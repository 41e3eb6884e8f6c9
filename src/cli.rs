use clap::{Args, Parser, Subcommand, ValueEnum};
use clap_complete::Shell;
use std::path::PathBuf;

/// Shared application context for global flags
#[derive(Clone, Debug)]
pub struct AppContext {
    pub quiet: bool,    // global --quiet
    pub no_color: bool, // global --no-color
    pub dry_run: bool,  // global --dry-run
    pub verbose: bool,  // global --verbose
}

#[derive(Parser)]
#[command(name = "tpr")]
#[command(about = "Build virtual modules, routes and type declarations for a themed site")]
#[command(version, long_about = None)]
pub struct Cli {
    #[command(subcommand)]
    pub command: Commands,

    /// Disable colored output
    #[arg(long, global = true)]
    pub no_color: bool,

    /// Only print errors
    #[arg(long, global = true, conflicts_with = "verbose")]
    pub quiet: bool,

    /// Show what would be done without writing files
    #[arg(long, global = true)]
    pub dry_run: bool,

    /// Log each module and route decision
    #[arg(short, long, global = true)]
    pub verbose: bool,
}

#[derive(Subcommand)]
pub enum Commands {
    /// Run a configuration pass and write the declaration file
    Build(BuildArgs),

    /// Print the source served for a virtual module id
    Load(LoadArgs),

    /// Check that a replacement route pattern keeps its parameters
    CheckPattern(CheckPatternArgs),

    /// Re-run the pass whenever theme files change
    Watch(WatchArgs),

    /// Initialize a theme-provider.toml config file
    Init(InitArgs),

    /// Generate shell completions
    Completions(CompletionsArgs),
}

/// Where the project and its config live
#[derive(Args, Debug, Clone)]
pub struct ProjectArgs {
    /// Project root
    #[arg(long, default_value = ".")]
    pub project: PathBuf,

    /// Project config file (defaults to theme-provider.{toml,yaml,json} in the project root)
    #[arg(long)]
    pub config: Option<PathBuf>,

    /// Theme manifest or directory; overrides the config file
    #[arg(long)]
    pub theme: Option<PathBuf>,
}

#[derive(Parser, Debug)]
pub struct BuildArgs {
    #[command(flatten)]
    pub project: ProjectArgs,

    /// Summary format
    #[arg(long, value_enum, default_value = "text")]
    pub format: OutputFormat,

    /// Print the declaration text instead of writing it
    #[arg(long)]
    pub print_dts: bool,
}

#[derive(Parser, Debug)]
pub struct LoadArgs {
    /// Virtual module id, e.g. my-theme/components
    #[arg(value_name = "ID")]
    pub id: String,

    #[command(flatten)]
    pub project: ProjectArgs,

    /// File importing the module
    #[arg(long)]
    pub importer: Option<String>,

    /// Load for server-side rendering
    #[arg(long)]
    pub ssr: bool,
}

#[derive(Parser, Debug)]
pub struct CheckPatternArgs {
    /// Pattern declared by the theme
    #[arg(value_name = "OLD")]
    pub old: String,

    /// Replacement pattern
    #[arg(value_name = "NEW")]
    pub new: String,
}

#[derive(Parser, Debug)]
pub struct WatchArgs {
    #[command(flatten)]
    pub project: ProjectArgs,

    /// Quiet period before re-running, in milliseconds
    #[arg(long, default_value = "150")]
    pub debounce_ms: u64,
}

#[derive(Parser, Debug)]
pub struct InitArgs {
    /// Directory to initialize config in
    #[arg(default_value = ".")]
    pub path: PathBuf,

    /// Overwrite existing config file
    #[arg(long)]
    pub force: bool,

    /// Theme manifest or directory to reference
    #[arg(long)]
    pub theme: Option<PathBuf>,
}

#[derive(Debug, Clone, Copy, ValueEnum)]
pub enum OutputFormat {
    Text,
    Json,
    Table,
}

#[derive(Parser)]
pub struct CompletionsArgs {
    /// Target shell
    #[arg(value_enum)]
    pub shell: Shell,

    /// Output directory; required unless --stdout is set
    #[arg(long)]
    pub out_dir: Option<PathBuf>,

    /// Print completion script to stdout instead of a file
    #[arg(long)]
    pub stdout: bool,
}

◆ ◆ ◆

# [EXERCISE GOAL]
Retype the first line of the entries and every line after it, please, through the line that contains "Only print errors". Add nothing.

# [COMPLETED TASK]
repository 41e3eb6884e8f6c9
filename src/cli.rs
use clap::{Args, Parser, Subcommand, ValueEnum};
use clap_complete::Shell;
use std::path::PathBuf;

/// Shared application context for global flags
#[derive(Clone, Debug)]
pub struct AppContext {
    pub quiet: bool,    // global --quiet
    pub no_color: bool, // global --no-color
    pub dry_run: bool,  // global --dry-run
    pub verbose: bool,  // global --verbose
}

#[derive(Parser)]
#[command(name = "tpr")]
#[command(about = "Build virtual modules, routes and type declarations for a themed site")]
#[command(version, long_about = None)]
pub struct Cli {
    #[command(subcommand)]
    pub command: Commands,

    /// Disable colored output
    #[arg(long, global = true)]
    pub no_color: bool,

    /// Only print errors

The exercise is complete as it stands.